Heute kommt ein etwas persönlicherer Beitrag, denn was ich seit langem vermutet und eigentlich auch gewusst habe, ist nun durch Fachpersonal bestätigt: mein Gehirn funktioniert ein bisschen anders – ich habe ADHS und das hat immense Folgen für meinen Alltag.

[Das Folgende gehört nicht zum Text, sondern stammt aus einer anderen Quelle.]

pub mod draft;
pub mod mapper;
pub mod store;

pub use draft::{LocationGroup, LocationRole, ShipmentDraft};
pub use mapper::{from_api_shipment, to_api_shipment};
pub use store::{DraftField, ShipmentStore, apply_quote_to_store};
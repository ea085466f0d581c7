use serde::{Deserialize, Serialize};

use crate::util::nullable;

/// Одно решение из ответа `schedule/points-to-points`
#[derive(Debug, Default, Clone, PartialEq, Serialize, Deserialize)]
#[serde(default, rename_all = "camelCase")]
pub struct RawSchedule {
    pub company: Option<String>,
    pub solution_number: Option<i64>,
    pub price: Option<f64>,

    /// Время в пути в часах
    pub transit_time: Option<f64>,

    pub place_of_receipt: Option<SchedulePoint>,
    pub place_of_delivery: Option<SchedulePoint>,
    pub receipt_type_at_origin: Option<String>,
    pub delivery_type_at_destination: Option<String>,

    #[serde(deserialize_with = "nullable")]
    pub cut_off_times: Vec<CutOffTime>,

    pub legs: Option<Vec<Leg>>,
}

#[derive(Debug, Default, Clone, PartialEq, Serialize, Deserialize)]
#[serde(default, rename_all = "camelCase")]
pub struct SchedulePoint {
    pub date_time: Option<String>,
    pub location: Option<ScheduleLocation>,
}

#[derive(Debug, Default, Clone, PartialEq, Serialize, Deserialize)]
#[serde(default, rename_all = "camelCase")]
pub struct ScheduleLocation {
    pub location_name: Option<String>,
    pub facility: Option<Facility>,
}

#[derive(Debug, Default, Clone, PartialEq, Serialize, Deserialize)]
#[serde(default, rename_all = "camelCase")]
pub struct Facility {
    pub facility_code: Option<String>,
}

#[derive(Debug, Default, Clone, PartialEq, Serialize, Deserialize)]
#[serde(default, rename_all = "camelCase")]
pub struct CutOffTime {
    pub cut_off_date_time_code: Option<String>,
    pub cut_off_date_time: Option<String>,
}

#[derive(Debug, Default, Clone, PartialEq, Serialize, Deserialize)]
#[serde(default, rename_all = "camelCase")]
pub struct Leg {
    pub sequence_number: Option<u32>,
    pub transport: Option<Transport>,
    pub departure: Option<SchedulePoint>,
    pub arrival: Option<SchedulePoint>,
}

#[derive(Debug, Default, Clone, PartialEq, Serialize, Deserialize)]
#[serde(default, rename_all = "camelCase")]
pub struct Transport {
    pub vessel: Option<Vessel>,

    #[serde(deserialize_with = "nullable")]
    pub service_partners: Vec<ServicePartner>,
}

#[derive(Debug, Default, Clone, PartialEq, Serialize, Deserialize)]
#[serde(default)]
pub struct Vessel {
    pub name: Option<String>,

    #[serde(rename = "vesselIMONumber")]
    pub vessel_imo_number: Option<String>,

    pub flag: Option<String>,
}

#[derive(Debug, Default, Clone, PartialEq, Serialize, Deserialize)]
#[serde(default, rename_all = "camelCase")]
pub struct ServicePartner {
    pub carrier_service_name: Option<String>,
    pub carrier_service_code: Option<String>,
    pub carrier_import_voyage_number: Option<String>,
}

/// Тело запроса `schedule/points-to-points`
#[derive(Debug, Clone, PartialEq, Serialize, Deserialize)]
#[serde(rename_all = "camelCase")]
pub struct SchedulePayload {
    pub cargo_type: String,
    pub place_of_delivery_code: String,
    pub place_of_receipt_code: String,
    pub stuffing_volume: Option<f64>,
    pub stuffing_weight: f64,
}

/// Сервис расписаний отвечает то массивом, то одиночным объектом
#[derive(Debug, Clone, Deserialize)]
#[serde(untagged)]
pub enum ScheduleResponse {
    Many(Vec<RawSchedule>),
    One(RawSchedule),
}

impl ScheduleResponse {
    pub fn into_vec(self) -> Vec<RawSchedule> {
        match self {
            ScheduleResponse::Many(v) => v,
            ScheduleResponse::One(s) => vec![s],
        }
    }
}

#[cfg(test)]
mod tests {
    use super::*;
    use serde_json::json;

    #[test]
    fn single_object_response_is_wrapped() {
        let one: ScheduleResponse =
            serde_json::from_value(json!({ "company": "MAERSK", "transitTime": 240 })).unwrap();
        let schedules = one.into_vec();
        assert_eq!(schedules.len(), 1);
        assert_eq!(schedules[0].company.as_deref(), Some("MAERSK"));

        let many: ScheduleResponse =
            serde_json::from_value(json!([{ "company": "CMA" }, { "company": "MSC" }])).unwrap();
        assert_eq!(many.into_vec().len(), 2);
    }

    #[test]
    fn vessel_imo_uses_upper_case_key() {
        let vessel: Vessel =
            serde_json::from_value(json!({ "name": "EVER GIVEN", "vesselIMONumber": "9811000" }))
                .unwrap();
        assert_eq!(vessel.vessel_imo_number.as_deref(), Some("9811000"));
    }
}
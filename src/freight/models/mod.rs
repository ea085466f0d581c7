mod quote;
mod schedule;
mod shipment;

pub use quote::*;
pub use schedule::*;
pub use shipment::*;
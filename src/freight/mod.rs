pub mod client;
pub mod error;
pub mod models;

pub use client::{Client, CompareOutcome};
pub use error::FreightError;
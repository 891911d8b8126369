//! WordprocessingML clean-up before template parsing.
//!
//! Word splits typed text into runs whenever formatting, spell-checking or
//! revision tracking changes, so a tag like `{{ titre_projet }}` can arrive as
//! several `<w:r>` elements. These passes glue tags back together and expand
//! paragraph- and row-level block tags.
//!
//! Each pass is a function `&str -> String` applied in sequence.

use std::sync::LazyLock;

use regex::{Captures, Regex};

use darwin_shared::{DarwinError, Result};

/// Run the full pre-processing pipeline on one XML part.
pub(crate) fn run_pipeline(xml: &str) -> Result<String> {
    let mut result = merge_split_delimiters(xml);
    result = strip_markup_inside_tags(&result);
    result = hoist_block_tags(&result, "tr")?;
    result = hoist_block_tags(&result, "p")?;
    Ok(result)
}

// ---------------------------------------------------------------------------
// Pass 1: Merge split delimiters
// ---------------------------------------------------------------------------

/// Rejoin `{{`, `{%`, `%}` and `}}` whose two characters ended up in
/// different runs.
fn merge_split_delimiters(xml: &str) -> String {
    static SPLIT_RE: LazyLock<Vec<(Regex, &'static str)>> = LazyLock::new(|| {
        [
            (r"\{(?:<[^>]*>)+\{", "{{"),
            (r"\{(?:<[^>]*>)+%", "{%"),
            (r"%(?:<[^>]*>)+\}", "%}"),
            (r"\}(?:<[^>]*>)+\}", "}}"),
        ]
        .into_iter()
        .map(|(pattern, joined)| (Regex::new(pattern).expect("valid regex"), joined))
        .collect()
    });

    let mut result = xml.to_string();
    for (re, joined) in SPLIT_RE.iter() {
        result = re.replace_all(&result, *joined).into_owned();
    }
    result
}

// ---------------------------------------------------------------------------
// Pass 2: Strip markup inside tags
// ---------------------------------------------------------------------------

/// Remove run boundaries and other XML tags found between a tag's
/// delimiters, and undo the entity escaping Word applies to its body.
fn strip_markup_inside_tags(xml: &str) -> String {
    static TAG_RE: LazyLock<Regex> =
        LazyLock::new(|| Regex::new(r"(?s)\{\{.*?\}\}|\{%.*?%\}").expect("valid regex"));
    static MARKUP_RE: LazyLock<Regex> =
        LazyLock::new(|| Regex::new(r"<[^>]*>").expect("valid regex"));

    TAG_RE
        .replace_all(xml, |caps: &Captures<'_>| {
            let stripped = MARKUP_RE.replace_all(&caps[0], "");
            stripped
                .replace("&quot;", "\"")
                .replace("&apos;", "'")
                .replace("&lt;", "<")
                .replace("&gt;", ">")
                .replace("&amp;", "&")
        })
        .into_owned()
}

// ---------------------------------------------------------------------------
// Pass 3: Block tags
// ---------------------------------------------------------------------------

/// Replace every `<w:{element}>` that contains a `{%{element} … %}` tag with
/// the plain statement `{% … %}`.
///
/// This is how a loop repeats whole table rows or paragraphs without leaving
/// empty ones behind where the control tags were typed.
fn hoist_block_tags(xml: &str, element: &str) -> Result<String> {
    let marker = format!("{{%{element} ");
    let close = format!("</w:{element}>");

    let mut out = String::with_capacity(xml.len());
    let mut rest = xml;

    while let Some(tag_start) = rest.find(&marker) {
        let tag_end = rest[tag_start..]
            .find("%}")
            .map(|i| tag_start + i + 2)
            .ok_or_else(|| DarwinError::render(marker.trim_end(), "unterminated block tag"))?;
        let statement = rest[tag_start + marker.len()..tag_end - 2].trim();

        let Some(elem_start) = find_element_start(&rest[..tag_start], element) else {
            return Err(DarwinError::render(
                statement,
                format!("`{{%{element}` tag is not inside a <w:{element}> element"),
            ));
        };
        let Some(elem_end) = rest[tag_end..].find(&close).map(|i| tag_end + i + close.len()) else {
            return Err(DarwinError::render(
                statement,
                format!("<w:{element}> holding the tag is never closed"),
            ));
        };

        out.push_str(&rest[..elem_start]);
        out.push_str("{% ");
        out.push_str(statement);
        out.push_str(" %}");
        rest = &rest[elem_end..];
    }

    out.push_str(rest);
    Ok(out)
}

/// Offset of the last `<w:{element}>` or `<w:{element} …>` opening tag in
/// `before`. `<w:pPr>` and friends do not count.
fn find_element_start(before: &str, element: &str) -> Option<usize> {
    let bare = before.rfind(&format!("<w:{element}>"));
    let with_attrs = before.rfind(&format!("<w:{element} "));
    bare.max(with_attrs)
}

// ---------------------------------------------------------------------------
// Tests
// ---------------------------------------------------------------------------

#[cfg(test)]
mod tests {
    use super::*;

    #[test]
    fn merges_tags_split_across_runs() {
        let xml = r#"<w:r><w:t>{</w:t></w:r><w:r><w:t>{ titre_</w:t></w:r><w:r><w:rPr><w:b/></w:rPr><w:t>projet }</w:t></w:r><w:r><w:t>}</w:t></w:r>"#;
        let out = run_pipeline(xml).unwrap();
        assert!(out.contains("{{ titre_projet }}"), "got {out}");
    }

    #[test]
    fn decodes_entities_inside_tags_only() {
        let xml = "<w:t>a &amp; b {% if not has_schema %}</w:t>";
        let out = strip_markup_inside_tags(xml);
        assert_eq!(out, "<w:t>a &amp; b {% if not has_schema %}</w:t>");

        let quoted = strip_markup_inside_tags("{{ &quot;x&quot; }}");
        assert_eq!(quoted, "{{ \"x\" }}");
    }

    #[test]
    fn row_tags_replace_their_row() {
        let xml = concat!(
            "<w:tbl>",
            "<w:tr><w:tc><w:p><w:r><w:t>{%tr for a in acteurs %}</w:t></w:r></w:p></w:tc></w:tr>",
            "<w:tr><w:tc><w:p><w:r><w:t>{{ a.acteur }}</w:t></w:r></w:p></w:tc></w:tr>",
            "<w:tr w:rsidR=\"00AB\"><w:tc><w:p><w:r><w:t>{%tr endfor %}</w:t></w:r></w:p></w:tc></w:tr>",
            "</w:tbl>"
        );
        let out = run_pipeline(xml).unwrap();
        assert_eq!(
            out,
            concat!(
                "<w:tbl>",
                "{% for a in acteurs %}",
                "<w:tr><w:tc><w:p><w:r><w:t>{{ a.acteur }}</w:t></w:r></w:p></w:tc></w:tr>",
                "{% endfor %}",
                "</w:tbl>"
            )
        );
    }

    #[test]
    fn paragraph_tags_skip_paragraph_properties() {
        let xml = r#"<w:p w:rsidR="1"><w:pPr><w:pStyle w:val="Normal"/></w:pPr><w:r><w:t>{%p if has_schema %}</w:t></w:r></w:p><w:p><w:r><w:t>x</w:t></w:r></w:p><w:p><w:r><w:t>{%p endif %}</w:t></w:r></w:p>"#;
        let out = run_pipeline(xml).unwrap();
        assert_eq!(
            out,
            "{% if has_schema %}<w:p><w:r><w:t>x</w:t></w:r></w:p>{% endif %}"
        );
    }

    #[test]
    fn block_tag_outside_element_is_an_error() {
        let err = hoist_block_tags("<w:t>{%tr for a in b %}</w:t>", "tr").unwrap_err();
        assert!(err.to_string().contains("not inside"));
    }

    #[test]
    fn plain_text_is_untouched() {
        let xml = "<w:p><w:r><w:t>Aucun tag ici</w:t></w:r></w:p>";
        assert_eq!(run_pipeline(xml).unwrap(), xml);
    }
}
//! Reading and writing the OOXML zip package.

use std::fs::File;
use std::io::{Read, Seek, Write};
use std::path::Path;

use zip::write::SimpleFileOptions;
use zip::{CompressionMethod, ZipArchive, ZipWriter};

use darwin_shared::{DarwinError, Result};

/// One entry of the package, kept in archive order.
#[derive(Debug, Clone)]
pub(crate) struct Part {
    pub name: String,
    pub data: Vec<u8>,
}

impl Part {
    pub fn new(name: impl Into<String>, data: impl Into<Vec<u8>>) -> Self {
        Self {
            name: name.into(),
            data: data.into(),
        }
    }
}

/// Parts that may carry template tags. Everything else is copied verbatim.
pub(crate) fn is_templated_part(name: &str) -> bool {
    name == "word/document.xml"
        || (name.starts_with("word/header") && name.ends_with(".xml"))
        || (name.starts_with("word/footer") && name.ends_with(".xml"))
}

/// Load every part of the package at `path`.
pub(crate) fn read_package(path: &Path) -> Result<Vec<Part>> {
    let file = File::open(path).map_err(|e| DarwinError::io(path, e))?;
    let mut archive = ZipArchive::new(file).map_err(|e| invalid_package(path, e))?;

    let mut parts = Vec::with_capacity(archive.len());
    for index in 0..archive.len() {
        let mut entry = archive.by_index(index).map_err(|e| invalid_package(path, e))?;
        if entry.is_dir() {
            continue;
        }
        let mut data = Vec::with_capacity(entry.size() as usize);
        entry
            .read_to_end(&mut data)
            .map_err(|e| DarwinError::io(path, e))?;
        parts.push(Part::new(entry.name(), data));
    }

    if !parts.iter().any(|p| p.name == "word/document.xml") {
        return Err(DarwinError::render(
            "template",
            format!("{} has no word/document.xml part", path.display()),
        ));
    }
    Ok(parts)
}

/// Write `parts` as a zip package. `[Content_Types].xml` goes first, as
/// consumers expect.
pub(crate) fn write_package<W: Write + Seek>(parts: &[Part], writer: W) -> Result<W> {
    let mut zip = ZipWriter::new(writer);
    let options = SimpleFileOptions::default().compression_method(CompressionMethod::Deflated);

    let content_types = parts.iter().filter(|p| p.name == "[Content_Types].xml");
    let others = parts.iter().filter(|p| p.name != "[Content_Types].xml");

    for part in content_types.chain(others) {
        zip.start_file(part.name.as_str(), options)
            .map_err(|e| DarwinError::render(&part.name, format!("cannot write part: {e}")))?;
        zip.write_all(&part.data)
            .map_err(|e| DarwinError::render(&part.name, format!("cannot write part: {e}")))?;
    }

    zip.finish()
        .map_err(|e| DarwinError::render("package", format!("cannot finish archive: {e}")))
}

fn invalid_package(path: &Path, e: zip::result::ZipError) -> DarwinError {
    DarwinError::render(
        "template",
        format!("{} is not a valid document package: {e}", path.display()),
    )
}

#[cfg(test)]
mod tests {
    use super::*;
    use std::io::Cursor;

    #[test]
    fn templated_parts() {
        assert!(is_templated_part("word/document.xml"));
        assert!(is_templated_part("word/header1.xml"));
        assert!(is_templated_part("word/footer2.xml"));
        assert!(!is_templated_part("word/styles.xml"));
        assert!(!is_templated_part("word/_rels/document.xml.rels"));
        assert!(!is_templated_part("word/media/header.png"));
    }

    #[test]
    fn package_roundtrip_keeps_parts() {
        let parts = vec![
            Part::new("word/document.xml", "<w:document/>"),
            Part::new("[Content_Types].xml", "<Types/>"),
        ];
        let cursor = write_package(&parts, Cursor::new(Vec::new())).unwrap();

        let dir = tempfile::tempdir().unwrap();
        let path = dir.path().join("t.docx");
        std::fs::write(&path, cursor.into_inner()).unwrap();

        let read = read_package(&path).unwrap();
        assert_eq!(read[0].name, "[Content_Types].xml");
        assert_eq!(read[1].data, b"<w:document/>");
    }

    #[test]
    fn corrupt_package_is_a_render_error() {
        let dir = tempfile::tempdir().unwrap();
        let path = dir.path().join("broken.docx");
        std::fs::write(&path, b"not a zip").unwrap();
        let err = read_package(&path).unwrap_err();
        assert_eq!(err.kind().as_str(), "render_error");
    }
}
//! Artifact naming: `<prefix>_<slug>_<YYYYMMDD_HHMMSS>.<ext>`.

use chrono::NaiveDateTime;

use darwin_shared::NamingConfig;

/// Timestamp layout, second granularity.
const TIMESTAMP_FORMAT: &str = "%Y%m%d_%H%M%S";

/// Derives filesystem-safe artifact names from document titles.
///
/// Names are deterministic for a given title and second; uniqueness on disk is
/// enforced when the artifact is persisted (see [`OutputNamer::file_name`]).
#[derive(Debug, Clone)]
pub struct OutputNamer {
    prefix: String,
    fallback: String,
}

impl OutputNamer {
    pub fn new(prefix: impl Into<String>, fallback: impl Into<String>) -> Self {
        Self {
            prefix: prefix.into(),
            fallback: fallback.into(),
        }
    }

    /// Build the file stem (no extension) for `title` at `timestamp`.
    pub fn stem(&self, title: &str, timestamp: NaiveDateTime) -> String {
        let slug = slugify(title);
        let slug = if slug.is_empty() { self.fallback.as_str() } else { slug.as_str() };
        format!("{}_{}_{}", self.prefix, slug, timestamp.format(TIMESTAMP_FORMAT))
    }

    /// File name for a stem. `attempt` 0 is the plain name; later attempts
    /// append `_2`, `_3`, … to resolve collisions.
    pub fn file_name(stem: &str, attempt: u32, extension: &str) -> String {
        match attempt {
            0 => format!("{stem}.{extension}"),
            n => format!("{stem}_{}.{extension}", n + 1),
        }
    }
}

impl From<&NamingConfig> for OutputNamer {
    fn from(config: &NamingConfig) -> Self {
        Self::new(config.prefix.clone(), config.fallback_title.clone())
    }
}

/// Keep letters, digits, hyphens and underscores.
///
/// Spaces pass the character filter but are dropped from the segment so the
/// name never contains whitespace.
fn slugify(title: &str) -> String {
    title
        .chars()
        .filter(|c| c.is_alphanumeric() || matches!(c, ' ' | '-' | '_'))
        .filter(|c| *c != ' ')
        .collect()
}

#[cfg(test)]
mod tests {
    use super::*;
    use chrono::NaiveDate;

    fn at() -> NaiveDateTime {
        NaiveDate::from_ymd_opt(2026, 2, 18)
            .unwrap()
            .and_hms_opt(9, 5, 7)
            .unwrap()
    }

    fn namer() -> OutputNamer {
        OutputNamer::new("DAT", "document")
    }

    #[test]
    fn strips_unsafe_characters() {
        assert_eq!(namer().stem("Mon Projet/Test", at()), "DAT_MonProjetTest_20260218_090507");
    }

    #[test]
    fn keeps_unicode_letters_hyphen_and_underscore() {
        assert_eq!(
            namer().stem("Étude-Réseau_v2", at()),
            "DAT_Étude-Réseau_v2_20260218_090507"
        );
    }

    #[test]
    fn empty_title_falls_back() {
        assert_eq!(namer().stem("", at()), "DAT_document_20260218_090507");
        assert_eq!(namer().stem(" /\\:*?", at()), "DAT_document_20260218_090507");
    }

    #[test]
    fn deterministic_for_same_inputs() {
        assert_eq!(namer().stem("Same", at()), namer().stem("Same", at()));
    }

    #[test]
    fn path_traversal_is_neutralized() {
        let stem = namer().stem("../../etc/passwd", at());
        assert!(!stem.contains('/'));
        assert!(!stem.contains(".."));
    }

    #[test]
    fn collision_suffixes() {
        assert_eq!(OutputNamer::file_name("DAT_x_1", 0, "docx"), "DAT_x_1.docx");
        assert_eq!(OutputNamer::file_name("DAT_x_1", 1, "docx"), "DAT_x_1_2.docx");
        assert_eq!(OutputNamer::file_name("DAT_x_1", 2, "pdf"), "DAT_x_1_3.pdf");
    }
}
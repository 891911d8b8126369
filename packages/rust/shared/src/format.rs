//! Output formats a document can be delivered in.

use serde::{Deserialize, Serialize};

/// Output format selector.
///
/// `Docx` is the template's native format; the others are derived by an
/// external converter.
#[derive(Debug, Clone, Copy, PartialEq, Eq, Hash, Serialize, Deserialize)]
#[serde(rename_all = "lowercase")]
pub enum OutputFormat {
    Docx,
    Pdf,
    Odt,
}

impl OutputFormat {
    /// The format produced directly by the template renderer.
    pub const PRIMARY: OutputFormat = OutputFormat::Docx;

    /// All recognized selectors, primary first.
    pub const ALL: [OutputFormat; 3] = [OutputFormat::Docx, OutputFormat::Pdf, OutputFormat::Odt];

    /// Selector / file extension (without leading dot).
    pub fn extension(&self) -> &'static str {
        match self {
            Self::Docx => "docx",
            Self::Pdf => "pdf",
            Self::Odt => "odt",
        }
    }

    /// Registered media type for HTTP `Content-Type` headers.
    pub fn media_type(&self) -> &'static str {
        match self {
            Self::Docx => {
                "application/vnd.openxmlformats-officedocument.wordprocessingml.document"
            }
            Self::Pdf => "application/pdf",
            Self::Odt => "application/vnd.oasis.opendocument.text",
        }
    }

    /// Whether this format needs no conversion step.
    pub fn is_primary(&self) -> bool {
        *self == Self::PRIMARY
    }
}

impl std::fmt::Display for OutputFormat {
    fn fmt(&self, f: &mut std::fmt::Formatter<'_>) -> std::fmt::Result {
        f.write_str(self.extension())
    }
}

impl std::str::FromStr for OutputFormat {
    type Err = crate::DarwinError;

    fn from_str(s: &str) -> std::result::Result<Self, Self::Err> {
        match s.trim().to_ascii_lowercase().as_str() {
            "docx" => Ok(Self::Docx),
            "pdf" => Ok(Self::Pdf),
            "odt" => Ok(Self::Odt),
            other => Err(crate::DarwinError::validation(format!(
                "unknown output format '{other}': expected docx, pdf or odt"
            ))),
        }
    }
}
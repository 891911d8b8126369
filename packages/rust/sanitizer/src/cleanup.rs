//! Post-extraction cleanup passes for sanitized rich text.
//!
//! Each cleanup pass is a function `&str -> String` applied in sequence.

use std::sync::LazyLock;

use regex::Regex;

/// Run the full cleanup pipeline on extracted plain text.
pub(crate) fn run_pipeline(text: &str) -> String {
    let mut result = text.to_string();

    result = normalize_line_endings(&result);
    result = collapse_blank_lines(&result);
    result = trim_edges(&result);

    result
}

// ---------------------------------------------------------------------------
// Pass 1: Normalize line endings
// ---------------------------------------------------------------------------

/// Turn `\r\n` and lone `\r` into `\n`.
fn normalize_line_endings(text: &str) -> String {
    text.replace("\r\n", "\n").replace('\r', "\n")
}

// ---------------------------------------------------------------------------
// Pass 2: Collapse blank lines
// ---------------------------------------------------------------------------

/// Collapse runs of 2+ blank (or whitespace-only) lines into exactly one.
fn collapse_blank_lines(text: &str) -> String {
    static MULTI_BLANK_RE: LazyLock<Regex> =
        LazyLock::new(|| Regex::new(r"\n(?:[ \t]*\n){2,}").expect("valid regex"));

    MULTI_BLANK_RE.replace_all(text, "\n\n").to_string()
}

// ---------------------------------------------------------------------------
// Pass 3: Trim
// ---------------------------------------------------------------------------

fn trim_edges(text: &str) -> String {
    text.trim().to_string()
}

// ---------------------------------------------------------------------------
// Tests
// ---------------------------------------------------------------------------
//! Dossier rendering: binds a sanitized request into the `.docx` template and
//! writes the primary artifact.
//!
//! Pipeline per call:
//! 1. load the template package (fails with `TemplateNotFound` first)
//! 2. pre-process and evaluate every templated XML part in memory
//! 3. write the package to a temp file inside the output directory
//! 4. persist it under a unique name from [`OutputNamer`]
//!
//! Nothing lands in the output directory unless every part rendered.

mod authoring;
mod docx;
mod namer;
mod preprocess;
mod template;

use std::fs;
use std::io;
use std::path::{Path, PathBuf};

use chrono::NaiveDateTime;
use serde_json::Value;
use tempfile::NamedTempFile;
use tracing::{debug, info, instrument};

use darwin_shared::{AppConfig, DarwinError, OutputFormat, Result};

pub use authoring::write_default_template;
pub use namer::OutputNamer;

use crate::docx::Part;
use crate::template::Template;

/// Collision suffixes tried before giving up on a name.
const MAX_NAME_ATTEMPTS: u32 = 1000;

/// Renders document requests into the primary format.
#[derive(Debug, Clone)]
pub struct TemplateRenderer {
    template_path: PathBuf,
    output_dir: PathBuf,
    namer: OutputNamer,
}

impl TemplateRenderer {
    pub fn new(
        template_path: impl Into<PathBuf>,
        output_dir: impl Into<PathBuf>,
        namer: OutputNamer,
    ) -> Self {
        Self {
            template_path: template_path.into(),
            output_dir: output_dir.into(),
            namer,
        }
    }

    pub fn from_config(config: &AppConfig) -> Self {
        Self::new(
            &config.paths.template_path,
            &config.paths.output_dir,
            OutputNamer::from(&config.naming),
        )
    }

    pub fn template_path(&self) -> &Path {
        &self.template_path
    }

    pub fn output_dir(&self) -> &Path {
        &self.output_dir
    }

    /// Render `data` and write the artifact. Returns its path.
    ///
    /// `title` only drives the file name; `timestamp` is the second the
    /// request was received.
    #[instrument(skip(self, data), fields(template = %self.template_path.display()))]
    pub fn render(&self, data: &Value, title: &str, timestamp: NaiveDateTime) -> Result<PathBuf> {
        if !self.template_path.is_file() {
            return Err(DarwinError::TemplateNotFound {
                path: self.template_path.clone(),
            });
        }

        let parts = docx::read_package(&self.template_path)?;
        let rendered = parts
            .into_iter()
            .map(|part| render_part(part, data))
            .collect::<Result<Vec<_>>>()?;

        fs::create_dir_all(&self.output_dir).map_err(|e| DarwinError::io(&self.output_dir, e))?;

        let mut staged = tempfile::Builder::new()
            .prefix(".render-")
            .suffix(".tmp")
            .tempfile_in(&self.output_dir)
            .map_err(|e| DarwinError::io(&self.output_dir, e))?;
        docx::write_package(&rendered, staged.as_file_mut())?;

        let stem = self.namer.stem(title, timestamp);
        let path = persist_unique(staged, &self.output_dir, &stem, OutputFormat::PRIMARY.extension())?;

        info!(path = %path.display(), "rendered primary artifact");
        Ok(path)
    }
}

fn render_part(part: Part, data: &Value) -> Result<Part> {
    if !docx::is_templated_part(&part.name) {
        return Ok(part);
    }

    let xml = String::from_utf8(part.data)
        .map_err(|_| DarwinError::render(&part.name, "part is not valid UTF-8"))?;
    let prepared = preprocess::run_pipeline(&xml)?;
    let output = Template::parse(&prepared)?.render(data)?;

    debug!(part = %part.name, bytes = output.len(), "rendered part");
    Ok(Part::new(part.name, output))
}

/// Move `file` into `dir` as `<stem>.<ext>`, or `<stem>_N.<ext>` when that
/// name is taken. Never replaces an existing file.
pub fn persist_unique(
    file: NamedTempFile,
    dir: &Path,
    stem: &str,
    extension: &str,
) -> Result<PathBuf> {
    let mut file = file;
    for attempt in 0..MAX_NAME_ATTEMPTS {
        let path = dir.join(OutputNamer::file_name(stem, attempt, extension));
        match file.persist_noclobber(&path) {
            Ok(_) => return Ok(path),
            Err(e) if e.error.kind() == io::ErrorKind::AlreadyExists => {
                debug!(path = %path.display(), "name taken, trying next suffix");
                file = e.file;
            }
            Err(e) => return Err(DarwinError::io(path, e.error)),
        }
    }

    Err(DarwinError::io(
        dir.join(OutputNamer::file_name(stem, 0, extension)),
        io::Error::new(io::ErrorKind::AlreadyExists, "no free artifact name"),
    ))
}

// ---------------------------------------------------------------------------
// Tests
// ---------------------------------------------------------------------------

Das war schon immer so, ich wusste halt nur nicht, warum ich so ticke, wie ich ticke und fühlte mich deshalb immer ein kleines bisschen falsch, aus der Zeit gefallen, auf dem falschen Planeten gelandet, nicht zugehörig. Vor allem meine Teenagerjahre würde ich daher nicht unbedingt als glücklich bezeichnen. Es ist erleichternd und befreiend, endlich zu wissen, warum ich zum Beispiel extreme Stimmungsschwankungen habe und manchmal in 0,3 Sekunden von 0 auf 180 hochfahre, was mir oft 5 Minuten später schon wieder unendlich unangenehm ist. Es ist eine Erklärung für die ständig verlorenen Portmonees, verlegten Schlüssel und zahllose impulsive (Kauf-)Entscheidungen. Es erklärt, warum mir ganz Alltägliches oft schwerer fällt, als vielen anderen Menschen, warum ich selbst Haushaltsarbeiten und meine Körperpflege als To-Do-Liste in meinem Kalender eintragen muss, warum ich nicht aufhören kann, an meiner Fingerhaut zu knibbeln, egal wie sehr ich es versuche und die fünf angefangen Romanmanuskripte, die ich geschrieben, aber nie beendet habe. Endlich weiß ich, warum ich auf fremde Menschen, Menschenansammlungen und eine laute Umgebung oft sehr, SEHR(!) sensibel reagiere und eine abgefahren niedrige Stress- und Frustrationstoleranz habe. Es ist ein bisschen wie ein fehlendes Puzzleteil, durch dessen Hinzufügen auf einmal alles irgendwie Sinn ergibt…

Kein Buch hat mir auf dem Weg von der ersten Vermutung bis zur Diagnose so sehr geholfen wie Die Welt der Frauen und Mädchen mit AD(H)S von Christine Carl, Ismene Ditrich, Christa Koentges und Swantje Matthies (das es auch als Hörbuch auf Spotify gibt).

Durch das Buch habe ich mich unheimlich gesehen gefühlt, ich habe mich in den Beschreibungen der Autorinnen, die alle Expertinnen im Bereich ADHS bei Frauen sind, wiedererkannt und es hat mir geholfen zu begreifen, dass ich nicht nur nicht alleine bin, sondern, dass an mir nichts falsch ist, ich nicht dumm und kein Tollpatsch bin – und ihr könnt euch nicht vorstellen, wie gut das tat. Ich gebe zu, das Vorwort wirkte auf mich zunächst etwas zu ätherisch, aber dann, dann haut der Text voll rein.


Die Autorinnen erläutern nicht nur, welche Kernsymptome ADHS ausmachen, sondern vor allem, welche Unterschiede es bei Mädchen und Frauen im Vergleich zu von ADHS betroffenen Jungen und Männern gibt. Es wird beschrieben, wie sich ADHS bei Mädchen und Frauen in verschiedenen Altersklassen äußert – vom Kindesalter, über Schulzeit, Jugend und Erwachsenenleben, bis hin zum fortgeschritteneren Alter. Das häufig resultierende negative Selbstkonzept ist ebenso Thema, wie Begleiterkrankungen und Folgeprobleme, aber auch die besonderen Ressourcen und Talente, die Frauen und Mädchen mit ADHS häufig zur Verfügung stehen sowie Strategien zur Selbsthilfe und Therapiemöglichkeiten.


Wenn ihr selbst betroffen seid, oder vermutet, es zu sein, wenn ihr Elternteil, Angehörige*r, Freund*in oder Partner*in eines Mädchens oder einer Frau mit ADHS seid, dann möchte ich euch dieses Buch wärmstens empfehlen und wirklich dringlichst ans Herz legen, denn ich glaube, dass es helfen kann zu verstehen, was in diesen, unseren Köpfen so vor sich geht, eventuell Verständnis aufzubringen, wo es bisher schwer fiel, lernen, die Ecken und Kanten zu akzeptieren und die positiven Aspekte dieser Gehirne zu feiern. Wir sind vielleicht ein bisschen anders, aber ehrlich gesagt ziemlich cool und die Welt wäre ganz sicher viel langweiliger ohne uns.